Problem requirements. Among the records that follow, find each line holding the word "StyleValues" and copy it.

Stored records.
- Opening Delimiter -

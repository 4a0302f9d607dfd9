//! Names reserved for editing instrumentation.
//!
//! Generated markup must not use these. Everything carrying one of them is
//! stripped by the serializer, so a collision in generated content would be
//! lost on persistence. The `ai-` names are kept as-is so documents persisted
//! by earlier builds still serialize clean.

/// Class put on the currently selected element.
pub const SELECTED_CLASS: &str = "ai-selected-element";

/// Data attribute put on the currently selected element.
pub const SELECTED_ATTRIBUTE: &str = "data-ai-selected";

/// Id of the injected design-system runtime `<script>`.
pub const RUNTIME_SCRIPT_ID: &str = "ai-preview-runtime";

/// Id of the injected layout reset `<style>`.
pub const RESET_STYLE_ID: &str = "ai-preview-style";

/// Id of the injected instrumentation `<script>`.
pub const INSTRUMENTATION_SCRIPT_ID: &str = "ai-preview-script";

/// Every id the normalizer injects, in injection order.
pub const INJECTED_IDS: &[&str] = &[RUNTIME_SCRIPT_ID, RESET_STYLE_ID, INSTRUMENTATION_SCRIPT_ID];

/// Outline drawn around the selected element.
pub const SELECTION_OUTLINE: &str = "2px solid #6366f1";

/// Selector matching any element carrying a selection marker.
pub fn marker_selector() -> String {
    format!(".{SELECTED_CLASS},[{SELECTED_ATTRIBUTE}]")
}

#[cfg(test)]
mod tests {
    use super::*;

    #[test]
    fn selector_covers_class_and_attribute() {
        assert_eq!(marker_selector(), ".ai-selected-element,[data-ai-selected]");
    }

    #[test]
    fn injected_ids_are_distinct() {
        let mut ids = INJECTED_IDS.to_vec();
        ids.sort_unstable();
        ids.dedup();
        assert_eq!(ids.len(), INJECTED_IDS.len());
    }
}
use tracing::{error, info};

use crate::api::{ApiError, ProjectClient, Session};
use crate::host::{BridgeOptions, HostBridge, PreviewState};

#[derive(Debug, Clone, Copy, PartialEq, Eq)]
pub enum NoticeLevel {
    Info,
    Error,
}

/// A message surfaced to the user, e.g. as a toast.
#[derive(Debug, Clone, PartialEq, Eq)]
pub struct Notice {
    pub level: NoticeLevel,
    pub message: String,
}

impl Notice {
    pub fn info(message: impl Into<String>) -> Self {
        Self {
            level: NoticeLevel::Info,
            message: message.into(),
        }
    }

    pub fn error(message: impl Into<String>) -> Self {
        Self {
            level: NoticeLevel::Error,
            message: message.into(),
        }
    }
}

#[derive(Debug, Clone, Copy, PartialEq, Eq)]
pub enum PageState {
    Loading,
    Ready,
}

/// Read-only preview of one project, optionally pinned to a version.
pub struct PreviewPage {
    project_id: String,
    version_id: Option<String>,
    state: PageState,
    notices: Vec<Notice>,
    bridge: HostBridge,
}

impl PreviewPage {
    pub fn new(
        project_id: impl Into<String>,
        version_id: Option<String>,
        options: BridgeOptions,
    ) -> Self {
        Self {
            project_id: project_id.into(),
            version_id,
            state: PageState::Loading,
            notices: Vec::new(),
            bridge: HostBridge::new(options),
        }
    }

    pub fn state(&self) -> PageState {
        self.state
    }

    pub fn notices(&self) -> &[Notice] {
        &self.notices
    }

    pub fn take_notices(&mut self) -> Vec<Notice> {
        std::mem::take(&mut self.notices)
    }

    pub fn bridge(&self) -> &HostBridge {
        &self.bridge
    }

    pub fn bridge_mut(&mut self) -> &mut HostBridge {
        &mut self.bridge
    }

    /// Fetch and mount the document. Failures become notices and the page
    /// stays loading; nothing is rendered for them.
    pub async fn load(&mut self, client: &ProjectClient, session: Option<&Session>) -> PageState {
        let Some(session) = session else {
            self.fail(&ApiError::Unauthorized("sign in to view this preview".into()));
            return self.state;
        };

        match client.fetch_preview(&self.project_id, session).await {
            Ok(project) => {
                if let Some(version) = self.version_id.as_deref() {
                    if !project.has_version(version) {
                        self.notices.push(Notice::info(format!(
                            "version {version} not found; showing the current code"
                        )));
                    }
                }
                let document = project.document_for(self.version_id.as_deref());
                let mounted = self.bridge.mount(document);
                info!(
                    target = "page",
                    project = %self.project_id,
                    version = self.version_id.as_deref().unwrap_or("current"),
                    empty = mounted == PreviewState::Empty,
                    "preview loaded"
                );
                self.state = PageState::Ready;
            }
            Err(err) => self.fail(&err),
        }
        self.state
    }

    fn fail(&mut self, err: &ApiError) {
        error!(target = "page", project = %self.project_id, error = %err, "failed to load preview");
        self.notices.push(Notice::error(err.user_message()));
    }
}
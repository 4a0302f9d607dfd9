use crate::protocol::{ElementDescription, ElementUpdate, StyleProperty, StyleValues};

/// Form model behind the editing panel. Drafts start from the selection
/// snapshot; only fields that differ from it end up in the update.
#[derive(Debug, Clone, PartialEq, Eq)]
pub struct EditorPanel {
    selection: ElementDescription,
    text: String,
    class_name: String,
    styles: StyleValues,
}

impl EditorPanel {
    pub fn for_selection(selection: &ElementDescription) -> Self {
        Self {
            selection: selection.clone(),
            text: selection.text.clone(),
            class_name: selection.class_name.clone(),
            styles: selection.styles.clone(),
        }
    }

    pub fn selection(&self) -> &ElementDescription {
        &self.selection
    }

    pub fn text(&self) -> &str {
        &self.text
    }

    pub fn class_name(&self) -> &str {
        &self.class_name
    }

    pub fn style(&self, property: StyleProperty) -> &str {
        self.styles.get(property).unwrap_or_default()
    }

    pub fn set_text(&mut self, text: impl Into<String>) {
        self.text = text.into();
    }

    pub fn set_class_name(&mut self, class_name: impl Into<String>) {
        self.class_name = class_name.into();
    }

    pub fn set_style(&mut self, property: StyleProperty, value: impl Into<String>) {
        self.styles.set(property, value);
    }

    pub fn pending_update(&self) -> ElementUpdate {
        let mut update = ElementUpdate::default();
        if self.text != self.selection.text {
            update.text = Some(self.text.clone());
        }
        if self.class_name != self.selection.class_name {
            update.class_name = Some(self.class_name.clone());
        }
        for property in StyleProperty::ALL {
            let draft = self.styles.get(property).unwrap_or_default();
            let original = self.selection.styles.get(property).unwrap_or_default();
            if draft != original {
                update.styles.set(property, draft);
            }
        }
        update
    }

    pub fn is_dirty(&self) -> bool {
        !self.pending_update().is_empty()
    }

    /// Treat the current drafts as the new baseline once they were sent.
    pub fn mark_applied(&mut self) {
        self.selection.text = self.text.clone();
        self.selection.class_name = self.class_name.clone();
        self.selection.styles = self.styles.clone();
    }
}
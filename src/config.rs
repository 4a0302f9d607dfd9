use std::fs;
use std::net::SocketAddr;
use std::path::PathBuf;

use directories::ProjectDirs;
use serde::Deserialize;
use thiserror::Error;
use url::Url;

use crate::host::{BridgeOptions, Device};
use crate::normalize::{Normalizer, DEFAULT_RUNTIME_SRC};

/// Environment variable naming the config file.
pub const CONFIG_ENV: &str = "SITE_PREVIEW_CONFIG";

const DEFAULT_API_BASE: &str = "http://localhost:3001";
const DEFAULT_SESSION_COOKIE: &str = "better-auth.session_token";
const DEFAULT_LISTEN: &str = "127.0.0.1:4173";
const CONFIG_FILE: &str = "config.yaml";

#[derive(Debug, Error)]
pub enum ConfigError {
    #[error("failed to read config: {0}")]
    Io(#[from] std::io::Error),
    #[error("failed to parse URL: {0}")]
    InvalidUrl(#[from] url::ParseError),
    #[error("failed to parse YAML: {0}")]
    Yaml(#[from] serde_yaml::Error),
    #[error("invalid listen address: {0}")]
    InvalidListen(String),
}

#[derive(Debug, Default, Deserialize)]
#[serde(default)]
struct RawConfig {
    api_base: Option<String>,
    runtime_src: Option<String>,
    show_editor_panel: Option<bool>,
    device: Option<Device>,
    session_cookie: Option<String>,
    listen: Option<String>,
}

#[derive(Debug, Clone)]
pub struct PreviewConfig {
    pub api_base: Url,
    pub runtime_src: String,
    pub show_editor_panel: bool,
    pub device: Device,
    pub session_cookie: String,
    pub listen: SocketAddr,
}

impl PreviewConfig {
    /// Load from `config_path` if it exists, defaults otherwise.
    pub fn load(config_path: Option<PathBuf>) -> Result<Self, ConfigError> {
        let raw = match config_path {
            Some(path) if path.exists() => {
                let contents = fs::read_to_string(path)?;
                serde_yaml::from_str::<Option<RawConfig>>(&contents)?.unwrap_or_default()
            }
            _ => RawConfig::default(),
        };
        Self::from_raw(raw)
    }

    /// `$SITE_PREVIEW_CONFIG`, else the per-user config file.
    pub fn from_env() -> Result<Self, ConfigError> {
        let path = std::env::var(CONFIG_ENV)
            .ok()
            .map(PathBuf::from)
            .or_else(default_config_path);
        Self::load(path)
    }

    fn from_raw(raw: RawConfig) -> Result<Self, ConfigError> {
        let api_base = Url::parse(raw.api_base.as_deref().unwrap_or(DEFAULT_API_BASE))?;
        let runtime_src = raw
            .runtime_src
            .unwrap_or_else(|| DEFAULT_RUNTIME_SRC.to_string());
        Url::parse(&runtime_src)?;
        let listen_raw = raw.listen.unwrap_or_else(|| DEFAULT_LISTEN.to_string());
        let listen = listen_raw
            .parse::<SocketAddr>()
            .map_err(|_| ConfigError::InvalidListen(listen_raw.clone()))?;

        Ok(Self {
            api_base,
            runtime_src,
            show_editor_panel: raw.show_editor_panel.unwrap_or(true),
            device: raw.device.unwrap_or_default(),
            session_cookie: raw
                .session_cookie
                .unwrap_or_else(|| DEFAULT_SESSION_COOKIE.to_string()),
            listen,
        })
    }

    pub fn normalizer(&self) -> Normalizer {
        Normalizer::new(self.runtime_src.clone())
    }

    pub fn bridge_options(&self) -> BridgeOptions {
        BridgeOptions {
            show_editor_panel: self.show_editor_panel,
            device: self.device,
            normalizer: self.normalizer(),
        }
    }
}

impl Default for PreviewConfig {
    fn default() -> Self {
        Self {
            api_base: Url::parse(DEFAULT_API_BASE).expect("default api base"),
            runtime_src: DEFAULT_RUNTIME_SRC.to_string(),
            show_editor_panel: true,
            device: Device::Desktop,
            session_cookie: DEFAULT_SESSION_COOKIE.to_string(),
            listen: DEFAULT_LISTEN.parse().expect("default listen address"),
        }
    }
}

fn default_config_path() -> Option<PathBuf> {
    ProjectDirs::from("dev", "site-preview", "site-preview")
        .map(|dirs| dirs.config_dir().join(CONFIG_FILE))
}
//! The isolated render: a parsed document plus, when the document carries the
//! instrumentation script, the selection/editing logic bound to it.

pub mod document;
pub mod instrumentation;

use kuchiki::NodeRef;
use tracing::{debug, warn};

use crate::channel::{Delivery, RenderEndpoint};
use crate::protocol::{ElementPath, RenderMessage};
use crate::reserved::INSTRUMENTATION_SCRIPT_ID;
use crate::serialize::clean_and_serialize;

pub use document::RenderDocument;
pub use instrumentation::{DispatchOutcome, Instrumentation, MouseButton};

/// One mounted document. Not `Send`: nodes are reference counted.
pub struct RenderFrame {
    document: RenderDocument,
    instrumentation: Option<Instrumentation>,
    endpoint: RenderEndpoint,
}

impl RenderFrame {
    pub fn mount(html: &str, endpoint: RenderEndpoint) -> Self {
        let document = RenderDocument::parse(html);
        let instrumentation = document
            .element_by_id(INSTRUMENTATION_SCRIPT_ID)
            .map(|_| Instrumentation::new());
        debug!(
            target = "render",
            instrumented = instrumentation.is_some(),
            "render mounted"
        );
        Self {
            document,
            instrumentation,
            endpoint,
        }
    }

    pub fn document(&self) -> &RenderDocument {
        &self.document
    }

    pub fn is_instrumented(&self) -> bool {
        self.instrumentation.is_some()
    }

    pub fn instrumentation(&self) -> Option<&Instrumentation> {
        self.instrumentation.as_ref()
    }

    /// User click on the element at `path`.
    pub fn click(&mut self, path: &ElementPath, button: MouseButton) -> DispatchOutcome {
        let Some(target) = self.document.resolve_path(path) else {
            warn!(target = "render", %path, "click target not found");
            return DispatchOutcome::default();
        };
        self.dispatch_click(&target, button)
    }

    /// User click on the first element matching `selector`.
    pub fn click_selector(&mut self, selector: &str, button: MouseButton) -> DispatchOutcome {
        let Some(target) = self.document.select_first(selector) else {
            warn!(target = "render", %selector, "click target not found");
            return DispatchOutcome::default();
        };
        self.dispatch_click(&target, button)
    }

    pub fn key_down(&mut self, key: &str) {
        let Some(instrumentation) = self.instrumentation.as_mut() else {
            return;
        };
        if let Some(message) = instrumentation.on_key(&self.document, key) {
            self.post(message);
        }
    }

    /// Process every host message queued so far. Returns how many were handled.
    pub fn pump(&mut self) -> usize {
        let mut handled = 0;
        while let Some(message) = self.endpoint.inbox.try_next() {
            handled += 1;
            if let Some(instrumentation) = self.instrumentation.as_mut() {
                instrumentation.on_host_message(&self.document, message);
            }
        }
        handled
    }

    /// Strip instrumentation and return the clean markup. Drops the selection.
    pub fn snapshot(&mut self) -> Option<String> {
        let html = clean_and_serialize(&self.document);
        if let Some(instrumentation) = self.instrumentation.as_mut() {
            instrumentation.forget();
        }
        html
    }

    fn dispatch_click(&mut self, target: &NodeRef, button: MouseButton) -> DispatchOutcome {
        let Some(instrumentation) = self.instrumentation.as_mut() else {
            return DispatchOutcome::default();
        };
        let result = instrumentation.on_click(&self.document, target, button);
        if let Some(message) = result.message {
            self.post(message);
        }
        result.outcome
    }

    fn post(&self, message: RenderMessage) {
        if self.endpoint.outbox.post(&message) == Delivery::Dropped {
            debug!(target = "render", "host listener gone; message dropped");
        }
    }
}
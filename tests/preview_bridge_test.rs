use site_preview::protocol::{ElementPath, StyleProperty};
use site_preview::render::{MouseButton, RenderDocument};
use site_preview::reserved::{
    INJECTED_IDS, INSTRUMENTATION_SCRIPT_ID, RESET_STYLE_ID, RUNTIME_SCRIPT_ID,
    SELECTED_ATTRIBUTE, SELECTED_CLASS,
};
use site_preview::{normalize, serialize, Dispatch, ElementUpdate, HostBridge, PreviewState};

const LANDING: &str = r#"<!DOCTYPE html>
<html lang="en">
<head><meta charset="UTF-8"><title>Landing</title></head>
<body>
<header class="p-4"><h1 class="text-3xl">Acme</h1><a href="/signup" class="btn">Sign up</a></header>
<main><p style="color: gray">Fast and simple.</p></main>
</body>
</html>"#;

fn assert_clean(html: &str) {
    assert!(!html.contains(SELECTED_CLASS), "selection class left in {html}");
    assert!(!html.contains(SELECTED_ATTRIBUTE), "selection attribute left in {html}");
    assert!(!html.contains("outline"), "outline left in {html}");
    for id in INJECTED_IDS {
        assert!(!html.contains(id), "{id} left in {html}");
    }
}

fn select(bridge: &mut HostBridge, selector: &str) {
    bridge
        .render_mut()
        .expect("render mounted")
        .click_selector(selector, MouseButton::Main);
    bridge.tick();
}

fn marked_count(bridge: &mut HostBridge) -> usize {
    bridge
        .render_mut()
        .expect("render mounted")
        .document()
        .select_all(&site_preview::reserved::marker_selector())
        .len()
}

#[test]
fn normalize_then_serialize_is_clean_and_stable() {
    let mut bridge = HostBridge::default();
    assert_eq!(bridge.mount(LANDING), PreviewState::Mounted);
    let first = bridge.get_snapshot().expect("snapshot");
    assert_clean(&first);
    assert!(first.contains(r#"<h1 class="text-3xl">Acme</h1>"#));
    assert!(first.contains("<title>Landing</title>"));
    assert!(first.contains("Fast and simple."));

    bridge.mount(&first);
    let second = bridge.get_snapshot().expect("snapshot");
    assert_eq!(first, second);
}

#[test]
fn selecting_twice_keeps_one_marked_element() {
    let mut bridge = HostBridge::default();
    bridge.mount(LANDING);

    select(&mut bridge, "h1");
    select(&mut bridge, "main p");

    assert_eq!(marked_count(&mut bridge), 1);
    let render = bridge.render_mut().unwrap();
    let heading = render.document().select_first("h1").unwrap();
    let paragraph = render.document().select_first("main p").unwrap();
    assert!(heading.to_string().starts_with(r#"<h1 class="text-3xl">"#));
    assert!(paragraph.to_string().contains(SELECTED_CLASS));

    assert_eq!(bridge.selection().unwrap().tag_name, "p");
    assert_eq!(
        bridge.selection().unwrap().styles.color.as_deref(),
        Some("gray")
    );
}

#[test]
fn clear_request_then_snapshot_is_clean() {
    let mut bridge = HostBridge::default();
    bridge.mount(LANDING);
    select(&mut bridge, "h1");

    assert_eq!(bridge.request_clear_selection(), Dispatch::Sent);
    assert!(bridge.selection().is_none());
    bridge.tick();
    assert_eq!(marked_count(&mut bridge), 0);

    assert_clean(&bridge.get_snapshot().unwrap());
}

#[test]
fn snapshot_with_live_selection_is_clean() {
    let mut bridge = HostBridge::default();
    bridge.mount(LANDING);
    select(&mut bridge, "header a");
    assert!(bridge.selection().is_some());

    let snapshot = bridge.get_snapshot().unwrap();
    assert_clean(&snapshot);
    assert!(snapshot.contains(r#"<a class="btn" href="/signup">Sign up</a>"#));
    assert!(bridge.selection().is_none());

    // the render forgot its selection as well
    bridge.request_update(ElementUpdate::default().with_text("changed"));
    bridge.tick();
    assert_eq!(bridge.get_snapshot().unwrap(), snapshot);
}

#[test]
fn commands_without_render_are_noops() {
    let mut bridge = HostBridge::default();
    assert_eq!(
        bridge.request_update(ElementUpdate::default().with_text("x")),
        Dispatch::Unavailable
    );
    assert_eq!(bridge.request_clear_selection(), Dispatch::Unavailable);
    assert_eq!(bridge.messages_sent(), 0);
    assert_eq!(bridge.get_snapshot(), None);
    assert_eq!(serialize(None), None);
    assert_eq!(bridge.tick(), 0);
}

#[test]
fn commands_after_unmount_are_noops() {
    let mut bridge = HostBridge::default();
    bridge.mount(LANDING);
    select(&mut bridge, "h1");
    bridge.unmount();

    assert!(bridge.selection().is_none());
    assert!(bridge.editor_panel().is_none());
    assert_eq!(bridge.request_clear_selection(), Dispatch::Unavailable);
    assert_eq!(bridge.messages_sent(), 0);
}

#[test]
fn fragments_become_documents() {
    let document = normalize("<h1>Hi</h1>");
    let parsed = RenderDocument::parse(&document);

    let body = parsed.body().unwrap();
    assert!(body.to_string().contains("<h1>Hi</h1>"));

    let runtime = parsed.element_by_id(RUNTIME_SCRIPT_ID).unwrap();
    let head = parsed.select_first("head").unwrap();
    assert!(runtime.parent().unwrap() == head);
    assert!(parsed.element_by_id(RESET_STYLE_ID).unwrap().parent().unwrap() == head);

    let script = parsed.element_by_id(INSTRUMENTATION_SCRIPT_ID).unwrap();
    assert!(script.parent().unwrap() == body);
}

#[test]
fn full_documents_keep_their_content() {
    let document = normalize(LANDING);
    assert!(document.starts_with("<!DOCTYPE html>\n<html lang=\"en\">"));
    assert!(document.contains(r#"<a href="/signup" class="btn">Sign up</a>"#));
    assert!(document.contains(r#"<p style="color: gray">Fast and simple.</p>"#));
    assert_eq!(document.matches(RUNTIME_SCRIPT_ID).count(), 1);
    assert_eq!(document.matches(INSTRUMENTATION_SCRIPT_ID).count(), 1);

    let parsed = RenderDocument::parse(&document);
    assert_eq!(parsed.select_all("script").len(), 2);
    assert_eq!(parsed.select_all("title").len(), 1);
}

#[test]
fn update_before_any_selection_changes_nothing() {
    let mut bridge = HostBridge::default();
    bridge.mount(LANDING);
    let before = bridge
        .render_mut()
        .unwrap()
        .document()
        .outer_html()
        .unwrap();

    let update = ElementUpdate::default()
        .with_text("Hijacked")
        .with_style(StyleProperty::Color, "red");
    assert_eq!(bridge.request_update(update), Dispatch::Sent);
    bridge.tick();

    let after = bridge
        .render_mut()
        .unwrap()
        .document()
        .outer_html()
        .unwrap();
    assert_eq!(before, after);
}

#[test]
fn edits_persist_through_snapshot() {
    let mut bridge = HostBridge::default();
    bridge.mount(LANDING);
    select(&mut bridge, "h1");

    let mut panel = bridge.editor_panel().expect("panel visible");
    assert_eq!(panel.text(), "Acme");
    panel.set_text("Acme Corp");
    panel.set_class_name("text-4xl font-bold");
    panel.set_style(StyleProperty::BackgroundColor, "#fef3c7");
    assert_eq!(bridge.apply_panel(&mut panel), Dispatch::Sent);
    bridge.tick();

    let snapshot = bridge.get_snapshot().unwrap();
    assert_clean(&snapshot);
    assert!(snapshot.contains(
        r##"<h1 class="text-4xl font-bold" style="background-color: #fef3c7;">Acme Corp</h1>"##
    ));
}

#[test]
fn clicks_by_path_match_reported_paths() {
    let mut bridge = HostBridge::default();
    bridge.mount(LANDING);
    select(&mut bridge, "main p");
    let path = bridge.selection().unwrap().path.clone();
    assert_eq!(path, ElementPath(vec![1, 1, 0]));

    bridge.request_clear_selection();
    bridge.tick();
    bridge
        .render_mut()
        .unwrap()
        .click(&path, MouseButton::Main);
    bridge.tick();
    assert_eq!(bridge.selection().unwrap().text, "Fast and simple.");
}

#[test]
fn link_clicks_are_prevented() {
    let mut bridge = HostBridge::default();
    bridge.mount(LANDING);
    let outcome = bridge
        .render_mut()
        .unwrap()
        .click_selector("header a", MouseButton::Main);
    assert!(outcome.default_prevented);
    assert!(outcome.propagation_stopped);
}

#[test]
fn late_selection_after_clear_wins() {
    let mut bridge = HostBridge::default();
    bridge.mount(LANDING);

    // the click is posted before the host's clear request is processed
    bridge
        .render_mut()
        .unwrap()
        .click_selector("h1", MouseButton::Main);
    bridge.request_clear_selection();
    bridge.tick();

    assert!(bridge.selection().is_some());
    assert_eq!(marked_count(&mut bridge), 0);
    assert_clean(&bridge.get_snapshot().unwrap());
}

const STYLED: &str = r#"<html><head></head><body><div style="background-image: url(data:image/png;base64,AAAA); color: red">Hero</div><p style='font-family: "A;B", serif;'>Quote</p></body></html>"#;

#[test]
fn inline_styles_survive_select_clear_and_save() {
    let mut untouched = HostBridge::default();
    untouched.mount(STYLED);
    let expected = untouched.get_snapshot().unwrap();
    assert!(expected.contains(
        r#"<div style="background-image: url(data:image/png;base64,AAAA); color: red">Hero</div>"#
    ));
    assert!(expected.contains(r#"<p style="font-family: &quot;A;B&quot;, serif;">Quote</p>"#));

    let mut bridge = HostBridge::default();
    bridge.mount(STYLED);
    select(&mut bridge, "div");
    assert_eq!(
        bridge.selection().unwrap().styles.color.as_deref(),
        Some("red")
    );
    select(&mut bridge, "p");
    bridge.request_clear_selection();
    bridge.tick();
    assert_eq!(bridge.get_snapshot().unwrap(), expected);

    // saving with a live selection
    bridge.mount(STYLED);
    select(&mut bridge, "div");
    assert_eq!(bridge.get_snapshot().unwrap(), expected);
    bridge.mount(STYLED);
    select(&mut bridge, "p");
    assert_eq!(bridge.get_snapshot().unwrap(), expected);
}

- Closing Delimiter -

Solution for this task.
use crate::protocol::{ElementDescription, ElementUpdate, StyleProperty, StyleValues};
    styles: StyleValues,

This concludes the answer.